The response must consist of the lines below from the one with "let mut parent: BTreeMap<OrderStatus, OrderStatus>" through the one with "OrderStatus) -> TransitionVerdict", exactly as they appear and with both ends kept.

(Stored items)
▼

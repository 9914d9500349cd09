//! Workflow validator
//!
//! Answers the three questions the admin order screen asks before it sends a
//! status update to the backend:
//!
//! 1. which statuses can this order move to next?
//! 2. is the requested move allowed?
//! 3. if not, which route through the workflow reaches it?
//!
//! Never panics and never errors on typed input. A missing route is an empty
//! path; the caller decides how to render the refusal.

use std::collections::{BTreeMap, BTreeSet, VecDeque};
use std::sync::Arc;

use serde::{Deserialize, Serialize};

use crate::status::OrderStatus;
use crate::table::TransitionTable;

// ---------------------------------------------------------------------------
// TransitionVerdict
// ---------------------------------------------------------------------------

/// Outcome of [`WorkflowValidator::check_transition`].
#[derive(Debug, Clone, PartialEq, Eq, Serialize, Deserialize)]
#[serde(tag = "verdict", rename_all = "snake_case")]
pub enum TransitionVerdict {
    Allowed,
    Refused {
        from: OrderStatus,
        to: OrderStatus,
        /// Route through the workflow, start and end inclusive. Empty when
        /// `to` cannot be reached from `from` at all.
        path: Vec<OrderStatus>,
        message: String,
    },
}

impl TransitionVerdict {
    pub fn is_allowed(&self) -> bool {
        matches!(self, TransitionVerdict::Allowed)
    }

    pub fn path(&self) -> &[OrderStatus] {
        match self {
            TransitionVerdict::Allowed => &[],
            TransitionVerdict::Refused { path, .. } => path,
        }
    }

    pub fn message(&self) -> Option<&str> {
        match self {
            TransitionVerdict::Allowed => None,
            TransitionVerdict::Refused { message, .. } => Some(message),
        }
    }
}

/// Admin-facing refusal text.
pub fn workflow_message(from: OrderStatus, to: OrderStatus, path: &[OrderStatus]) -> String {
    if path.is_empty() {
        return format!("Order status cannot change from '{from}' to '{to}'.");
    }
    let route = path
        .iter()
        .map(OrderStatus::as_str)
        .collect::<Vec<_>>()
        .join(" → ");
    format!(
        "You cannot jump directly from '{from}' to '{to}'. Please follow the workflow: {route}"
    )
}

// ---------------------------------------------------------------------------
// WorkflowValidator
// ---------------------------------------------------------------------------

/// Cheap to clone; the table is shared.
#[derive(Debug, Clone)]
pub struct WorkflowValidator {
    table: Arc<TransitionTable>,
}

impl Default for WorkflowValidator {
    fn default() -> Self {
        Self::standard()
    }
}

impl WorkflowValidator {
    pub fn new(table: Arc<TransitionTable>) -> Self {
        Self { table }
    }

    pub fn standard() -> Self {
        Self::new(Arc::new(TransitionTable::standard()))
    }

    pub fn table(&self) -> &TransitionTable {
        &self.table
    }

    /// Statuses directly reachable from `current`, in declaration order.
    /// Empty for terminal statuses.
    pub fn valid_next_statuses(&self, current: OrderStatus) -> Vec<OrderStatus> {
        self.table.next(current).to_vec()
    }

    /// String-level variant for callers holding a raw label. Unknown labels
    /// have no next statuses.
    pub fn valid_next_for_label(&self, label: &str) -> Vec<OrderStatus> {
        OrderStatus::from_label(label)
            .map(|s| self.valid_next_statuses(s))
            .unwrap_or_default()
    }

    /// Rules, in order:
    /// - `requested == current` is a no-op update and always allowed
    /// - a terminal status only allows itself
    /// - a direct edge is allowed
    /// - the cancellation status is allowed from any live status not exempt
    ///   from the policy (`delivered` in the standard workflow)
    pub fn is_transition_allowed(&self, current: OrderStatus, requested: OrderStatus) -> bool {
        if requested == current {
            return true;
        }
        if self.table.is_terminal(current) {
            return false;
        }
        if self.table.has_edge(current, requested) {
            return true;
        }
        self.table
            .cancel_policy()
            .is_some_and(|p| p.status == requested && p.applies_from(current))
    }

    /// Route from `from` to `to`, both inclusive.
    ///
    /// - `from == to` yields `[from]`
    /// - a direct edge yields `[from, to]`
    /// - otherwise breadth-first over the step graph (skip-ahead edges
    ///   removed), neighbours expanded in declaration order, so the first
    ///   route found is the one reported
    /// - empty when `to` is unreachable
    pub fn find_transition_path(&self, from: OrderStatus, to: OrderStatus) -> Vec<OrderStatus> {
        if from == to {
            return vec![from];
        }
        if self.table.has_edge(from, to) {
            return vec![from, to];
        }

        let mut parent: BTreeMap<OrderStatus, OrderStatus> = BTreeMap::new();
        let mut seen = BTreeSet::from([from]);
        let mut queue = VecDeque::from([from]);

        while let Some(cur) = queue.pop_front() {
            for &next in self.table.steps(cur) {
                if !seen.insert(next) {
                    continue;
                }
                parent.insert(next, cur);
                if next == to {
                    return rebuild_path(&parent, from, to);
                }
                queue.push_back(next);
            }
        }

        Vec::new()
    }

    pub fn check_transition(&self, from: OrderStatus, to: OrderStatus) -> TransitionVerdict {
        if self.is_transition_allowed(from, to) {
            return TransitionVerdict::Allowed;
        }
        let path = self.find_transition_path(from, to);
        let message = workflow_message(from, to, &path);
        TransitionVerdict::Refused {
            from,
            to,
            path,
            message,
        }
    }
}

fn rebuild_path(
    parent: &BTreeMap<OrderStatus, OrderStatus>,
    from: OrderStatus,
    to: OrderStatus,
) -> Vec<OrderStatus> {
    let mut path = vec![to];
    let mut cur = to;
    while cur != from {
        match parent.get(&cur) {
            Some(p) => {
                cur = *p;
                path.push(cur);
            }
            None => return Vec::new(),
        }
    }
    path.reverse();
    path
}
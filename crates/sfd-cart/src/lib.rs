//! sfd-cart
//!
//! Cart validation and cleanup against catalog product data.
//! - Lines for unknown or inactive products are dropped
//! - Non-positive quantities are dropped
//! - Duplicate product lines are merged into the first one
//! - Quantities are clamped to stock; out-of-stock lines are dropped
//! - Stale unit prices are refreshed from the catalog
//!
//! Deterministic, pure logic. No IO.

mod engine;
mod types;

pub use engine::validate_cart;
pub use types::*;
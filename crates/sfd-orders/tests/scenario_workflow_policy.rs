//! Scenario: standard workflow policy
//!
//! # Invariants under test
//! - A no-op update (same status) is always allowed.
//! - Cancellation is an escape hatch from every live status except
//!   `delivered`.
//! - `cancelled` is immutable; `delivered` can only become `returned`.
//!
//! Pure in-process; no IO.

use sfd_orders::{OrderStatus, WorkflowValidator};
use OrderStatus::*;

fn validator() -> WorkflowValidator {
    WorkflowValidator::standard()
}

#[test]
fn identity_transition_is_always_allowed() {
    let v = validator();
    for s in OrderStatus::ALL {
        assert!(v.is_transition_allowed(s, s), "{s} -> {s} must be allowed");
    }
}

#[test]
fn cancellation_allowed_from_every_live_status_except_delivered() {
    let v = validator();
    for s in [Pending, Confirmed, Processing, Shipped] {
        assert!(
            v.is_transition_allowed(s, Cancelled),
            "{s} -> cancelled must be allowed"
        );
    }
    assert!(!v.is_transition_allowed(Delivered, Cancelled));
    assert!(!v.is_transition_allowed(Returned, Cancelled));
}

#[test]
fn cancelled_only_allows_itself() {
    let v = validator();
    for s in OrderStatus::ALL {
        assert_eq!(
            v.is_transition_allowed(Cancelled, s),
            s == Cancelled,
            "cancelled -> {s}"
        );
    }
}

#[test]
fn delivered_only_allows_itself_or_returned() {
    let v = validator();
    for s in OrderStatus::ALL {
        assert_eq!(
            v.is_transition_allowed(Delivered, s),
            s == Delivered || s == Returned,
            "delivered -> {s}"
        );
    }
}

#[test]
fn returned_is_terminal() {
    let v = validator();
    assert!(v.valid_next_statuses(Returned).is_empty());
    for s in OrderStatus::ALL {
        assert_eq!(v.is_transition_allowed(Returned, s), s == Returned);
    }
}

#[test]
fn pending_next_statuses_in_declaration_order() {
    assert_eq!(
        validator().valid_next_statuses(Pending),
        vec![Confirmed, Processing, Cancelled]
    );
}

#[test]
fn processing_to_shipped_is_a_direct_edge() {
    let v = validator();
    assert!(v.is_transition_allowed(Processing, Shipped));
    assert!(v.check_transition(Processing, Shipped).is_allowed());
}

#[test]
fn pending_to_shipped_refused_with_workflow_route() {
    let v = validator();
    assert!(!v.is_transition_allowed(Pending, Shipped));

    let verdict = v.check_transition(Pending, Shipped);
    assert!(!verdict.is_allowed());
    assert_eq!(verdict.path(), &[Pending, Confirmed, Processing, Shipped]);
    assert_eq!(
        verdict.message(),
        Some(
            "You cannot jump directly from 'pending' to 'shipped'. \
             Please follow the workflow: pending → confirmed → processing → shipped"
        )
    );
}

#[test]
fn backward_moves_are_refused() {
    let v = validator();
    assert!(!v.is_transition_allowed(Shipped, Processing));
    assert!(!v.is_transition_allowed(Confirmed, Pending));
}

▲

◆ Response for this exercise ◆
        let mut parent: BTreeMap<OrderStatus, OrderStatus> = BTreeMap::new();
        let mut seen = BTreeSet::from([from]);
        let mut queue = VecDeque::from([from]);

        while let Some(cur) = queue.pop_front() {
            for &next in self.table.steps(cur) {
                if !seen.insert(next) {
                    continue;
                }
                parent.insert(next, cur);
                if next == to {
                    return rebuild_path(&parent, from, to);
                }
                queue.push_back(next);
            }
        }

        Vec::new()
    }

    pub fn check_transition(&self, from: OrderStatus, to: OrderStatus) -> TransitionVerdict {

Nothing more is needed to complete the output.